Exercise description:
Below are records; count how many of their lines contain the word "exists" and give the number alone.

Material provided:
==*==

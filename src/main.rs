//! Prakriti: Ayurvedic constitution quiz CLI

use anyhow::{Context, Result};
use clap::{Parser, Subcommand};
use colored::Colorize;
use prakriti::config::{default_config_json, load_config, Config, CONFIG_FILENAME};
use prakriti::reporter::{AssessmentReport, ConsoleReporter, JsonReporter};
use prakriti::source::{self, source_for, LoadedQuestions};
use prakriti::{
    load_questions, AssessmentEngine, QuestionOrigin, QuestionParser, Session, SessionState,
};
use std::io::{BufRead, Write};
use std::path::{Path, PathBuf};
use std::process::ExitCode;
use tracing::{debug, info};
use tracing_subscriber::EnvFilter;

const DEFAULT_QUESTIONS: &str = "questions.txt";

/// Prakriti: discover your Ayurvedic constitution
#[derive(Parser, Debug)]
#[command(name = "prakriti")]
#[command(author, version, about, long_about = None)]
#[command(args_conflicts_with_subcommands = true)]
struct Args {
    #[command(subcommand)]
    command: Option<Commands>,

    /// Question file (default: from config, then ./questions.txt)
    questions: Option<String>,

    /// Answer without prompting: 1-based option numbers in question order (e.g. 1,3,2)
    #[arg(long, short, value_delimiter = ',')]
    answers: Option<Vec<usize>>,

    /// Output format as JSON
    #[arg(long, short)]
    json: bool,

    /// Quiet mode (only the percentages)
    #[arg(long, short)]
    quiet: bool,

    /// Also print the advice page (with --answers)
    #[arg(long)]
    advice: bool,

    /// Fail instead of using the built-in questions when the question file is invalid
    #[arg(long)]
    strict: bool,

    /// Decimals shown for percentages
    #[arg(long)]
    precision: Option<u8>,

    /// Disable colored output
    #[arg(long)]
    no_color: bool,

    /// Path to config file (default: search .prakritirc.json in current dir and parents)
    #[arg(long)]
    config: Option<PathBuf>,

    /// Verbose logging (-v info, -vv debug, -vvv trace)
    #[arg(long, short, action = clap::ArgAction::Count)]
    verbose: u8,
}

#[derive(Subcommand, Debug)]
enum Commands {
    /// Parse a question file and list its questions (exit 1 if unusable)
    Questions {
        /// Question file (default: from config, then ./questions.txt)
        path: Option<String>,

        /// Output format as JSON
        #[arg(long)]
        json: bool,

        /// Path to config file
        #[arg(long)]
        config: Option<PathBuf>,
    },

    /// Create .prakritirc.json with sensible defaults
    Init {
        /// Question file to reference in the config
        #[arg(long)]
        questions: Option<String>,

        /// Directory in which to create config (default: current)
        #[arg(long)]
        dir: Option<PathBuf>,
    },
}

fn main() -> ExitCode {
    match run() {
        Ok(code) => code,
        Err(e) => {
            eprintln!("{}: {:#}", "Error".red().bold(), e);
            ExitCode::from(2)
        }
    }
}

fn run() -> Result<ExitCode> {
    let args = Args::parse();
    init_logging(args.verbose);

    if args.no_color {
        colored::control::set_override(false);
    }

    if let Some(cmd) = args.command {
        return match cmd {
            Commands::Questions { path, json, config } => {
                run_questions(path.as_deref(), json, config.as_deref())
            }
            Commands::Init { questions, dir } => run_init(questions.as_deref(), dir.as_deref()),
        };
    }

    let cwd = std::env::current_dir().context("Failed to get current directory")?;
    let config = load_config(&cwd, args.config.as_deref())?.merge_with_cli(
        args.questions.as_deref(),
        args.strict,
        args.precision,
    );

    let loaded = load(&config)?;
    if let QuestionOrigin::Fallback { reason } = &loaded.origin {
        if !args.quiet {
            eprintln!(
                "{}: using built-in questions ({})",
                "Warning".yellow(),
                reason
            );
        }
    }

    let origin = loaded.origin.clone();
    let mut session = Session::new(AssessmentEngine::new(loaded.questions)?);

    let mut reporter = ConsoleReporter::new().with_precision(config.precision());
    if args.no_color {
        reporter = reporter.without_colors();
    }

    match args.answers {
        Some(ref answers) => {
            answer_all(&mut session, answers)?;
        }
        None => {
            // Prompts go to stderr when stdout carries JSON
            let stdin = std::io::stdin();
            if args.json {
                run_interactive(&mut session, stdin.lock(), &mut std::io::stderr(), &reporter)?;
            } else {
                run_interactive(&mut session, stdin.lock(), &mut std::io::stdout(), &reporter)?;
            }
        }
    }

    let engine = session.engine();
    if args.json {
        let report = AssessmentReport::from_engine(engine, origin);
        println!("{}", JsonReporter::new().pretty().report(&report));
    } else if args.quiet {
        reporter.report_quiet(&engine.compute_scores(), engine.answered_count());
    } else if args.answers.is_some() {
        reporter.report_results(&engine.compute_scores(), engine.answered_count(), engine.len());
        if args.advice && engine.answered_count() > 0 {
            reporter.report_advice(&engine.advice());
        }
    }

    if engine.is_complete() {
        Ok(ExitCode::SUCCESS)
    } else {
        eprintln!(
            "{}: answered {} of {} questions",
            "Warning".yellow(),
            engine.answered_count(),
            engine.len()
        );
        Ok(ExitCode::from(1))
    }
}

fn init_logging(verbose: u8) {
    let filter = match verbose {
        0 => EnvFilter::new("warn"),
        1 => EnvFilter::new("info"),
        2 => EnvFilter::new("debug"),
        _ => EnvFilter::new("trace"),
    };

    tracing_subscriber::fmt()
        .with_env_filter(filter)
        .with_target(false)
        .with_writer(std::io::stderr)
        .init();
}

fn load(config: &Config) -> Result<LoadedQuestions> {
    let location = config.questions.as_deref().unwrap_or(DEFAULT_QUESTIONS);
    debug!(location, "loading questions");
    let source = source_for(location);
    let loaded = load_questions(source.as_ref(), &QuestionParser::new(), config.invalid_policy())
        .with_context(|| format!("Unusable question file: {}", location))?;
    Ok(loaded)
}

/// Walk the session through the given 1-based answers, in question order
fn answer_all(session: &mut Session, answers: &[usize]) -> Result<()> {
    let total = session.engine().len();
    if answers.len() > total {
        anyhow::bail!(
            "{} answers given but the quiz has {} questions",
            answers.len(),
            total
        );
    }

    session.start()?;
    for (index, &answer) in answers.iter().enumerate() {
        let option = answer
            .checked_sub(1)
            .with_context(|| format!("Answer {} for question {}: options start at 1", answer, index + 1))?;
        session
            .select(option)
            .with_context(|| format!("Invalid answer for question {}", index + 1))?;
        session.next()?;
    }
    info!(answered = answers.len(), total, "answers applied");
    Ok(())
}

/// Drive a session from line input until the user quits or input ends
fn run_interactive<R: BufRead, W: Write>(
    session: &mut Session,
    input: R,
    out: &mut W,
    reporter: &ConsoleReporter,
) -> Result<()> {
    let mut lines = input.lines();

    loop {
        match session.state() {
            SessionState::Welcome => {
                writeln!(out, "🌿 Welcome to the Ayurvedic Dosha Assessment!")?;
                writeln!(
                    out,
                    "{} questions. Press Enter to start, q to quit.",
                    session.engine().len()
                )?;
            }
            SessionState::InProgress { .. } => write_question(session, out)?,
            SessionState::Results => {
                let engine = session.engine();
                write!(
                    out,
                    "{}",
                    reporter.render_results(
                        &engine.compute_scores(),
                        engine.answered_count(),
                        engine.len()
                    )
                )?;
                writeln!(out, "a) advice   r) restart   q) quit")?;
            }
            SessionState::Advice => {
                writeln!(out, "b) back to results   r) restart   q) quit")?;
            }
        }
        out.flush()?;

        let Some(line) = lines.next() else {
            return Ok(());
        };
        let line = line.context("Failed to read input")?;
        let command = line.trim().to_lowercase();
        if command == "q" {
            return Ok(());
        }

        let outcome = match (session.state(), command.as_str()) {
            (SessionState::Welcome, _) => session.start(),
            (SessionState::InProgress { .. }, "b") => session.previous(),
            (SessionState::InProgress { .. }, "n" | "") => session.next(),
            (SessionState::InProgress { .. }, choice) => {
                let count = session
                    .current_question()
                    .map_or(0, |(_, q)| q.options.len());
                match choice.parse::<usize>() {
                    Ok(n) if (1..=count).contains(&n) => {
                        session.select(n - 1).and_then(|_| session.next())
                    }
                    _ => {
                        writeln!(
                            out,
                            "Enter a number from 1 to {}, b to go back, or q to quit.",
                            count
                        )?;
                        Ok(())
                    }
                }
            }
            (SessionState::Results, "a") => match session.show_advice() {
                Ok(advice) => {
                    write!(out, "{}", reporter.render_advice(&advice))?;
                    Ok(())
                }
                Err(e) => Err(e),
            },
            (SessionState::Advice, "b") => session.back_to_results(),
            (SessionState::Results | SessionState::Advice, "r") => {
                session.restart();
                Ok(())
            }
            _ => Ok(()),
        };

        if let Err(e) = outcome {
            writeln!(out, "{}", e)?;
        }
    }
}

fn write_question<W: Write>(session: &Session, out: &mut W) -> Result<()> {
    let (Some((_, question)), Some((position, total))) =
        (session.current_question(), session.progress())
    else {
        return Ok(());
    };
    let selected = session.current_answer();

    writeln!(out)?;
    writeln!(out, "Question {} of {}", position, total)?;
    writeln!(out, "{}", question.prompt.bold())?;
    for (i, option) in question.options.iter().enumerate() {
        let marker = if selected == Some(i) { "*" } else { " " };
        writeln!(out, " {}{}) {}", marker, i + 1, option.text)?;
    }
    let hint = if position == total { "finish" } else { "next" };
    writeln!(out, "Choose 1-{} ({}), b to go back, q to quit:", question.options.len(), hint)?;
    Ok(())
}

fn run_questions(path: Option<&str>, json: bool, config_path: Option<&Path>) -> Result<ExitCode> {
    let cwd = std::env::current_dir().context("Failed to get current directory")?;
    let config = load_config(&cwd, config_path)?.merge_with_cli(path, true, None);
    let location = config.questions.as_deref().unwrap_or(DEFAULT_QUESTIONS);

    let text = source_for(location)
        .fetch()
        .with_context(|| format!("Failed to load questions from {}", location))?;
    let questions = QuestionParser::new().parse(&text);

    if let Err(e) = source::validate(&questions) {
        eprintln!("{}: {}: {}", "Invalid".red().bold(), location, e);
        return Ok(ExitCode::from(1));
    }

    let origin = QuestionOrigin::Parsed {
        from: location.to_string(),
    };
    if json {
        println!("{}", JsonReporter::new().pretty().report_questions(&questions, &origin));
    } else {
        ConsoleReporter::new().report_questions(&questions, &origin);
    }
    Ok(ExitCode::SUCCESS)
}

fn run_init(questions: Option<&str>, dir: Option<&Path>) -> Result<ExitCode> {
    let cwd = std::env::current_dir().context("Failed to get current directory")?;
    let dir = dir.unwrap_or(&cwd);
    let config_path = dir.join(CONFIG_FILENAME);

    if config_path.exists() {
        eprintln!(
            "{}: {} already exists; use --dir to write elsewhere or remove it first",
            "Warning".yellow(),
            config_path.display()
        );
        return Ok(ExitCode::SUCCESS);
    }

    let json = default_config_json(questions)?;
    std::fs::write(&config_path, json)
        .with_context(|| format!("Failed to write {}", config_path.display()))?;
    println!("{} {}", "Created".green(), config_path.display());
    Ok(ExitCode::SUCCESS)
}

==*==

Written reply:
2